Si le député européen Yannick Jadot soutient publiquement les propos polémiques de ses camarades élu.e.s, il n’est pas rassuré pour autant. En effet, si les autres forces politiques arrivent à coller une image d’extrémistes rétrogrades à son parti [4], la campagne risque d’être perdue avant même d’avoir commencé. Dans le monde idéal de Yannick Jadot, sa famille politique se rangerait dès maintenant derrière sa candidature, permettant ensuite aux Verts de négocier le soutien des socialistes. Mais ce n’est pas si simple.
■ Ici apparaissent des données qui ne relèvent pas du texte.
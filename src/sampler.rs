// src/sampler.rs - Periodic sensor sampling driving the controller
use std::sync::Arc;
use std::sync::atomic::{AtomicBool, Ordering};
use thiserror::Error;
use tokio::sync::{broadcast, mpsc, oneshot};
use tokio::task::JoinHandle;
use tokio::time::{Duration, Instant, Interval, MissedTickBehavior};

use crate::config::{ConfigDelta, ConfigError};
use crate::controller::Controller;
use crate::hardware::{SensorError, TemperatureSensor};
use crate::status::{StatusReporter, ThermostatStatus};

type ReadResult = Result<f64, SensorError>;

#[derive(Debug, Error)]
pub enum SamplerError {
    #[error("No temperature sensor configured")]
    NoSensor,
    #[error("Sampler is not running")]
    NotRunning,
    #[error("Configuration rejected: {0}")]
    Config(#[from] ConfigError),
    #[error("Sampler task failed: {0}")]
    Task(#[from] tokio::task::JoinError),
}

/// Counters kept by the control task.
#[derive(Debug, Clone, Default, PartialEq, Eq)]
pub struct SamplerStats {
    pub ticks: u64,
    pub reads_started: u64,
    pub readings: u64,
    pub overruns: u64,
    pub read_failures: u64,
}

#[derive(Debug, Clone, Copy, PartialEq, Eq)]
pub enum StopReason {
    /// `stop()` was called or the handle was dropped.
    Requested,
    /// The hold timer ran out.
    HoldElapsed,
}

/// Final state of a sampler run, returned once the control task has ended
/// and the relay has been forced off.
#[derive(Debug, Clone, PartialEq)]
pub struct SamplerReport {
    pub reason: StopReason,
    pub status: ThermostatStatus,
    pub stats: SamplerStats,
}

enum SamplerRequest {
    Status {
        respond_to: oneshot::Sender<(ThermostatStatus, SamplerStats)>,
    },
    Update {
        delta: ConfigDelta,
        respond_to: oneshot::Sender<Result<(), ConfigError>>,
    },
}

/// Owns a [`Controller`] and feeds it one sensor reading per tick.
///
/// While the control task runs, dropping the sampler by any path other than
/// a normal stop (a panic in a reporter, an aborted task) still forces the
/// relay off.
pub struct Sampler {
    controller: Controller,
    sensor: Option<Arc<dyn TemperatureSensor>>,
    reporter: Option<Box<dyn StatusReporter>>,
    running: Arc<AtomicBool>,
}

impl Sampler {
    pub fn new(controller: Controller) -> Self {
        Self {
            controller,
            sensor: None,
            reporter: None,
            running: Arc::new(AtomicBool::new(false)),
        }
    }

    pub fn with_sensor(mut self, sensor: Arc<dyn TemperatureSensor>) -> Self {
        self.sensor = Some(sensor);
        self
    }

    pub fn with_reporter(mut self, reporter: Box<dyn StatusReporter>) -> Self {
        self.reporter = Some(reporter);
        self
    }

    /// Spawn the control task on the current tokio runtime.
    ///
    /// Fails without a sensor or with an invalid configuration. Without a
    /// switch the sampler still runs and reports readings.
    pub fn start(self) -> Result<SamplerHandle, SamplerError> {
        let Some(sensor) = self.sensor.clone() else {
            tracing::error!("No sensor provided, refusing to start");
            return Err(SamplerError::NoSensor);
        };
        self.controller.config().validate()?;
        if !self.controller.has_switch() {
            tracing::warn!("No switch provided, running as a thermometer only");
        }

        let (request_tx, request_rx) = mpsc::channel(16);
        let (shutdown_tx, shutdown_rx) = broadcast::channel(1);
        let running = self.running.clone();
        running.store(true, Ordering::SeqCst);

        tracing::info!(
            "Sampling every {}ms, switch buffer {}ms",
            self.controller.config().frequency_ms,
            self.controller.config().buffer_ms
        );
        let task = tokio::spawn(self.run(sensor, request_rx, shutdown_rx));

        Ok(SamplerHandle {
            requests: request_tx,
            shutdown_tx,
            running,
            task: Some(task),
        })
    }

    fn ticker(period: Duration) -> Interval {
        let mut interval = tokio::time::interval_at(Instant::now() + period, period);
        interval.set_missed_tick_behavior(MissedTickBehavior::Skip);
        interval
    }

    async fn run(
        mut self,
        sensor: Arc<dyn TemperatureSensor>,
        mut requests: mpsc::Receiver<SamplerRequest>,
        mut shutdown_rx: broadcast::Receiver<()>,
    ) -> SamplerReport {
        let mut ticker = Self::ticker(self.controller.config().frequency());
        let mut pending: Option<oneshot::Receiver<ReadResult>> = None;
        let mut stats = SamplerStats::default();

        let reason = loop {
            tokio::select! {
                biased;
                _ = shutdown_rx.recv() => {
                    break StopReason::Requested;
                }
                result = completion(&mut pending) => {
                    pending = None;
                    self.complete_read(result, &mut stats);
                }
                _ = ticker.tick() => {
                    stats.ticks += 1;
                    let now = Instant::now();
                    if self.controller.hold_expired(now) {
                        tracing::info!("Hold time elapsed, stopping");
                        break StopReason::HoldElapsed;
                    }
                    if pending.is_some() {
                        stats.overruns += 1;
                        tracing::warn!(
                            "Still waiting for the previous reading; the read frequency may be too high or the sensor may be disconnected"
                        );
                        continue;
                    }
                    stats.reads_started += 1;
                    pending = Some(dispatch_read(sensor.clone(), self.controller.config().read_timeout()));
                }
                request = requests.recv() => {
                    let Some(request) = request else {
                        break StopReason::Requested;
                    };
                    match request {
                        SamplerRequest::Status { respond_to } => {
                            let _ = respond_to.send((self.controller.status(Instant::now()), stats.clone()));
                        }
                        SamplerRequest::Update { delta, respond_to } => {
                            let frequency = self.controller.config().frequency();
                            let result = self.controller.apply_delta(&delta);
                            if result.is_ok() && self.controller.config().frequency() != frequency {
                                ticker = Self::ticker(self.controller.config().frequency());
                            }
                            let _ = respond_to.send(result);
                        }
                    }
                }
            }
        };

        // A read still in flight is abandoned; its result goes nowhere.
        drop(pending);
        let now = Instant::now();
        self.controller.force_off(now);
        self.running.store(false, Ordering::SeqCst);
        tracing::info!("Sampler stopped ({:?}) after {} readings", reason, stats.readings);

        SamplerReport {
            reason,
            status: self.controller.status(now),
            stats,
        }
    }

    fn complete_read(&mut self, result: ReadResult, stats: &mut SamplerStats) {
        let reading = result.and_then(|t| if t.is_finite() { Ok(t) } else { Err(SensorError::NonFinite) });
        match reading {
            Ok(reading) => {
                stats.readings += 1;
                let now = Instant::now();
                self.controller.evaluate(reading, now);
                if let Some(reporter) = self.reporter.as_mut() {
                    reporter.report(&self.controller.status(now));
                }
            }
            Err(e) => {
                stats.read_failures += 1;
                tracing::warn!("Skipping cycle, sensor read failed: {}", e);
            }
        }
    }
}

impl Drop for Sampler {
    fn drop(&mut self) {
        if self.running.swap(false, Ordering::SeqCst) {
            tracing::error!("Control task ended abnormally, forcing relay off");
            self.controller.force_off(Instant::now());
        }
    }
}

fn dispatch_read(sensor: Arc<dyn TemperatureSensor>, limit: Option<Duration>) -> oneshot::Receiver<ReadResult> {
    let (tx, rx) = oneshot::channel();
    tokio::spawn(async move {
        let result = match limit {
            Some(limit) => tokio::time::timeout(limit, sensor.read_temperature())
                .await
                .unwrap_or(Err(SensorError::Timeout(limit))),
            None => sensor.read_temperature().await,
        };
        let _ = tx.send(result);
    });
    rx
}

async fn completion(pending: &mut Option<oneshot::Receiver<ReadResult>>) -> ReadResult {
    match pending.as_mut() {
        Some(rx) => rx.await.unwrap_or(Err(SensorError::Abandoned)),
        None => std::future::pending().await,
    }
}

/// Handle to a running sampler. Dropping it stops the sampler.
pub struct SamplerHandle {
    requests: mpsc::Sender<SamplerRequest>,
    shutdown_tx: broadcast::Sender<()>,
    running: Arc<AtomicBool>,
    task: Option<JoinHandle<SamplerReport>>,
}

impl SamplerHandle {
    pub fn is_running(&self) -> bool {
        self.running.load(Ordering::SeqCst)
    }

    /// Stop ticking and force the relay off.
    ///
    /// Returns `None` if the sampler was already stopped through this handle.
    pub async fn stop(&mut self) -> Result<Option<SamplerReport>, SamplerError> {
        let Some(task) = self.task.take() else {
            return Ok(None);
        };
        let _ = self.shutdown_tx.send(());
        let report = task.await?;
        Ok(Some(report))
    }

    /// Wait for the sampler to end on its own, i.e. when the hold time elapses.
    pub async fn wait(&mut self) -> Result<Option<SamplerReport>, SamplerError> {
        let Some(task) = self.task.as_mut() else {
            return Ok(None);
        };
        let result = task.await;
        self.task = None;
        Ok(Some(result?))
    }

    pub async fn status(&self) -> Result<(ThermostatStatus, SamplerStats), SamplerError> {
        let (respond_to, rx) = oneshot::channel();
        self.requests
            .send(SamplerRequest::Status { respond_to })
            .await
            .map_err(|_| SamplerError::NotRunning)?;
        rx.await.map_err(|_| SamplerError::NotRunning)
    }

    /// Apply a partial configuration change to the running controller.
    pub async fn update(&self, delta: ConfigDelta) -> Result<(), SamplerError> {
        let (respond_to, rx) = oneshot::channel();
        self.requests
            .send(SamplerRequest::Update { delta, respond_to })
            .await
            .map_err(|_| SamplerError::NotRunning)?;
        rx.await.map_err(|_| SamplerError::NotRunning)??;
        Ok(())
    }
}
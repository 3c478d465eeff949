// src/status.rs - Status snapshots and their consumers
use std::time::Duration;
use tokio::sync::mpsc;

use crate::config::Mode;
use crate::units::Units;

/// What the thermostat looks like after a completed read.
#[derive(Debug, Clone, PartialEq)]
pub struct ThermostatStatus {
    pub current_temp: Option<f64>,
    pub actuator_on: bool,
    pub mode: Mode,
    pub target_temp: f64,
    /// `None` when hold tracking is disabled.
    pub time_remaining: Option<Duration>,
    pub units: Units,
}

impl ThermostatStatus {
    pub fn units_label(&self) -> &'static str {
        self.units.label()
    }
}

/// Consumer of status snapshots. Receives one per completed read and never
/// feeds back into control.
pub trait StatusReporter: Send {
    fn report(&mut self, status: &ThermostatStatus);
}

/// Formats a duration as `mm:ss`, rounding partial seconds up so the display
/// only reads `00:00` once the hold has actually elapsed.
pub fn format_remaining(remaining: Duration) -> String {
    let secs = remaining.as_millis().div_ceil(1000);
    format!("{:02}:{:02}", secs / 60, secs % 60)
}

/// Writes each snapshot as a log line.
#[derive(Debug, Default)]
pub struct LogReporter;

impl StatusReporter for LogReporter {
    fn report(&mut self, status: &ThermostatStatus) {
        let temp = status
            .current_temp
            .map(|t| format!("{:.1}{}", t, status.units_label()))
            .unwrap_or_else(|| "--".to_string());
        let remaining = status
            .time_remaining
            .map(format_remaining)
            .unwrap_or_else(|| "--:--".to_string());
        tracing::info!(
            "Temp {} (target {:.1}{}) | {} {} | remaining {}",
            temp,
            status.target_temp,
            status.units_label(),
            status.mode.actuator_name(),
            if status.actuator_on { "ON" } else { "OFF" },
            remaining
        );
    }
}

/// Forwards snapshots to a channel. Snapshots are dropped once the receiver is gone.
#[derive(Debug, Clone)]
pub struct ChannelReporter {
    tx: mpsc::UnboundedSender<ThermostatStatus>,
}

impl ChannelReporter {
    pub fn new() -> (Self, mpsc::UnboundedReceiver<ThermostatStatus>) {
        let (tx, rx) = mpsc::unbounded_channel();
        (Self { tx }, rx)
    }
}

impl StatusReporter for ChannelReporter {
    fn report(&mut self, status: &ThermostatStatus) {
        let _ = self.tx.send(status.clone());
    }
}

#[cfg(test)]
mod tests {
    use super::*;

    fn snapshot() -> ThermostatStatus {
        ThermostatStatus {
            current_temp: Some(78.25),
            actuator_on: true,
            mode: Mode::Heating,
            target_temp: 80.0,
            time_remaining: Some(Duration::from_millis(65_500)),
            units: Units::Fahrenheit,
        }
    }

    #[test]
    fn test_format_remaining() {
        assert_eq!(format_remaining(Duration::ZERO), "00:00");
        assert_eq!(format_remaining(Duration::from_millis(1)), "00:01");
        assert_eq!(format_remaining(Duration::from_millis(65_500)), "01:06");
        assert_eq!(format_remaining(Duration::from_secs(600)), "10:00");
    }

    #[test]
    fn test_channel_reporter_forwards() {
        let (mut reporter, mut rx) = ChannelReporter::new();
        reporter.report(&snapshot());
        assert_eq!(rx.try_recv().unwrap(), snapshot());
        drop(rx);
        // Receiver gone: reporting must not panic.
        reporter.report(&snapshot());
    }

    #[test]
    fn test_log_reporter_handles_unset_values() {
        let mut reporter = LogReporter;
        let status = ThermostatStatus { current_temp: None, time_remaining: None, ..snapshot() };
        reporter.report(&status);
        assert_eq!(status.units_label(), "°F");
    }
}
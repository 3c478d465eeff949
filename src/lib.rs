//! Relay thermostat: hysteresis control of a heater or chiller relay from
//! periodic temperature readings.
//!
//! [`controller::Controller`] makes the on/off decision for one reading at a
//! time. [`sampler::Sampler`] runs it on a fixed period, keeping at most one
//! sensor read in flight, and forces the relay off when it stops.

pub mod config;
pub mod controller;
pub mod hardware;
pub mod sampler;
pub mod status;
pub mod thermostat;
pub mod units;

pub use config::{Config, ConfigDelta, Mode, ThermostatConfig};
pub use controller::{ActuatorCommand, ControlState, Controller};
pub use hardware::{HardwareError, PowerSwitch, SensorError, TemperatureSensor};
pub use sampler::{Sampler, SamplerError, SamplerHandle, SamplerReport, SamplerStats, StopReason};
pub use status::{StatusReporter, ThermostatStatus};
pub use thermostat::{Thermostat, ThermostatError};
pub use units::Units;
// src/thermostat.rs - Wires configuration, hardware and sampler together
use std::sync::Arc;
use thiserror::Error;

use crate::config::{Config, ConfigDelta, ConfigError, SensorKind};
use crate::controller::Controller;
use crate::hardware::serial::{SerialLink, SerialRelay, SerialSensor};
use crate::hardware::sim::{SimulatedSensor, SimulatedSwitch, ThermalModel};
use crate::hardware::{HardwareError, PowerSwitch, TemperatureSensor};
use crate::sampler::{Sampler, SamplerError, SamplerHandle, SamplerReport, SamplerStats};
use crate::status::{LogReporter, StatusReporter, ThermostatStatus};

#[derive(Debug, Error)]
pub enum ThermostatError {
    #[error("Configuration error: {0}")]
    Config(#[from] ConfigError),
    #[error("Hardware error: {0}")]
    Hardware(#[from] HardwareError),
    #[error("Sampler error: {0}")]
    Sampler(#[from] SamplerError),
    #[error("Thermostat is not running")]
    NotRunning,
}

/// A configured thermostat: hardware attached, sampler not yet started.
pub struct Thermostat {
    config: Config,
    sampler: Option<Sampler>,
    handle: Option<SamplerHandle>,
}

impl Thermostat {
    /// Build the hardware described by `config` with a logging reporter.
    ///
    /// Must be called from within a tokio runtime when the serial relay is used.
    pub fn new(config: Config) -> Result<Self, ThermostatError> {
        Self::with_reporter(config, Box::new(LogReporter))
    }

    pub fn with_reporter(config: Config, reporter: Box<dyn StatusReporter>) -> Result<Self, ThermostatError> {
        config.validate()?;
        let (sensor, switch) = build_hardware(&config)?;
        let controller = Controller::new(config.thermostat.clone(), switch);
        let sampler = Sampler::new(controller).with_sensor(sensor).with_reporter(reporter);
        Ok(Self { config, sampler: Some(sampler), handle: None })
    }

    pub fn config(&self) -> &Config {
        &self.config
    }

    pub fn start(&mut self) -> Result<(), ThermostatError> {
        let Some(sampler) = self.sampler.take() else {
            return Ok(());
        };
        tracing::info!(
            "Starting thermostat: {} to {:.1}{} ±{:.1}",
            self.config.thermostat.mode,
            self.config.thermostat.target_temp,
            self.config.thermostat.units,
            self.config.thermostat.tolerance
        );
        self.handle = Some(sampler.start()?);
        Ok(())
    }

    pub fn is_running(&self) -> bool {
        self.handle.as_ref().is_some_and(|h| h.is_running())
    }

    pub async fn status(&self) -> Result<(ThermostatStatus, SamplerStats), ThermostatError> {
        let handle = self.handle.as_ref().ok_or(ThermostatError::NotRunning)?;
        Ok(handle.status().await?)
    }

    pub async fn update(&mut self, delta: ConfigDelta) -> Result<(), ThermostatError> {
        let handle = self.handle.as_ref().ok_or(ThermostatError::NotRunning)?;
        handle.update(delta.clone()).await?;
        self.config.thermostat = self.config.thermostat.apply(&delta)?;
        Ok(())
    }

    /// Resolves when the sampler ends by itself (hold time elapsed).
    pub async fn wait(&mut self) -> Result<Option<SamplerReport>, ThermostatError> {
        match self.handle.as_mut() {
            Some(handle) => Ok(handle.wait().await?),
            None => Ok(None),
        }
    }

    /// Stop sampling and force the relay off. Safe to call repeatedly.
    pub async fn shutdown(&mut self) -> Result<Option<SamplerReport>, ThermostatError> {
        tracing::info!("Shutting down thermostat");
        match self.handle.as_mut() {
            Some(handle) => Ok(handle.stop().await?),
            None => Ok(None),
        }
    }
}

type Hardware = (Arc<dyn TemperatureSensor>, Option<Box<dyn PowerSwitch>>);

fn build_hardware(config: &Config) -> Result<Hardware, ThermostatError> {
    let hw = &config.hardware;
    let tc = &config.thermostat;
    match hw.sensor {
        SensorKind::Sim => {
            let switch = SimulatedSwitch::new();
            let model = ThermalModel { ambient: hw.sim_ambient, ..Default::default() };
            let sensor = SimulatedSensor::new(tc.mode, model, switch.clone());
            let switch: Option<Box<dyn PowerSwitch>> = if hw.switch_enabled {
                Some(Box::new(switch))
            } else {
                None
            };
            Ok((Arc::new(sensor), switch))
        }
        SensorKind::Serial => {
            let link = SerialLink::open(&hw.serial, hw.baud)?;
            let switch: Option<Box<dyn PowerSwitch>> = if hw.switch_enabled {
                Some(Box::new(SerialRelay::new(link.clone())))
            } else {
                None
            };
            Ok((Arc::new(SerialSensor::new(link, tc.units)), switch))
        }
    }
}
En effet, de l’autre côté, une frange d’élu.e.s locaux.les, portée par Eric Piolle, est en train d’acquérir une expérience dans l’exercice du pouvoir et de réclamerune écologie faite d’actions concrètes. Ces nouveaux.lles maires espèrent pouvoir présenter un réel bilan aux Français d’ici 2022, qui leur apporterait une légitimité plus forte. Ils.elles voient en la personnalité du maire de Grenoble une légitime candidature. Ce dernier prend actuellement la lumière dans les médias, en affichant ses contradictions au Ministre de l’Intérieur sur la façon de gérer le trafic de drogue dans sa ville. Il n’a d’ailleurs pas démenti vouloir être candidat.

Cette opposition Jadot/Piolle est également révélatrice de deux visions de l’écologie politique: le premier, convaincu des bienfaits d’une alliance avec le PS (il s’était effacé en 2017 au profit de Benoît Hamon), porte la voix d’une écologie plus modérée, au centre-gauche,  alors que le second est de gauche radicale, plus conquérant, notamment vis-à-vis des socialistes. En choisissant probablement entre l’un de ces deux candidats lors d’une primaire interne, les Verts devront ainsi trancher un certain nombre de questions (rapport au capitalisme/libéralisme, laïcité, politique de sécurité publique, entre autres) et se choisir un programme politique fédérateur.

Les Verts veulent se donner le temps. Mais à se perdre dans les querelles internes, ils courent un risque réel de voir la candidature d’Anne Hidalgo émerger. En effet, la maire de Paris occupe un espace idéologique pas si éloigné des Verts et pourrait très bien les prendre de vitesse, en se positionnant comme la seule alternative de gauche. Venant d’un milieu modeste, femme, enfant d’immigrés, elle coche les cases d’un PS qui cherche une belle histoire à présenter aux électeur.rice.s. A l’heure actuelle, elle est d’ailleurs la seule personnalité du parti à disposer de l’aura nécessaire pour défier Emmanuel Macron.

Si sa candidature est lancée dans un prochain temps, et confirmée par sa famille politique, il ne resterait alors aux Verts que deux possibilités : se ranger derrière elle, en espérant obtenir des ministères dans un hypothétique futur gouvernement ou s’engager dans une lutte des gauches qui condamnerait à coup sûr les espoirs d’une alternative sociale.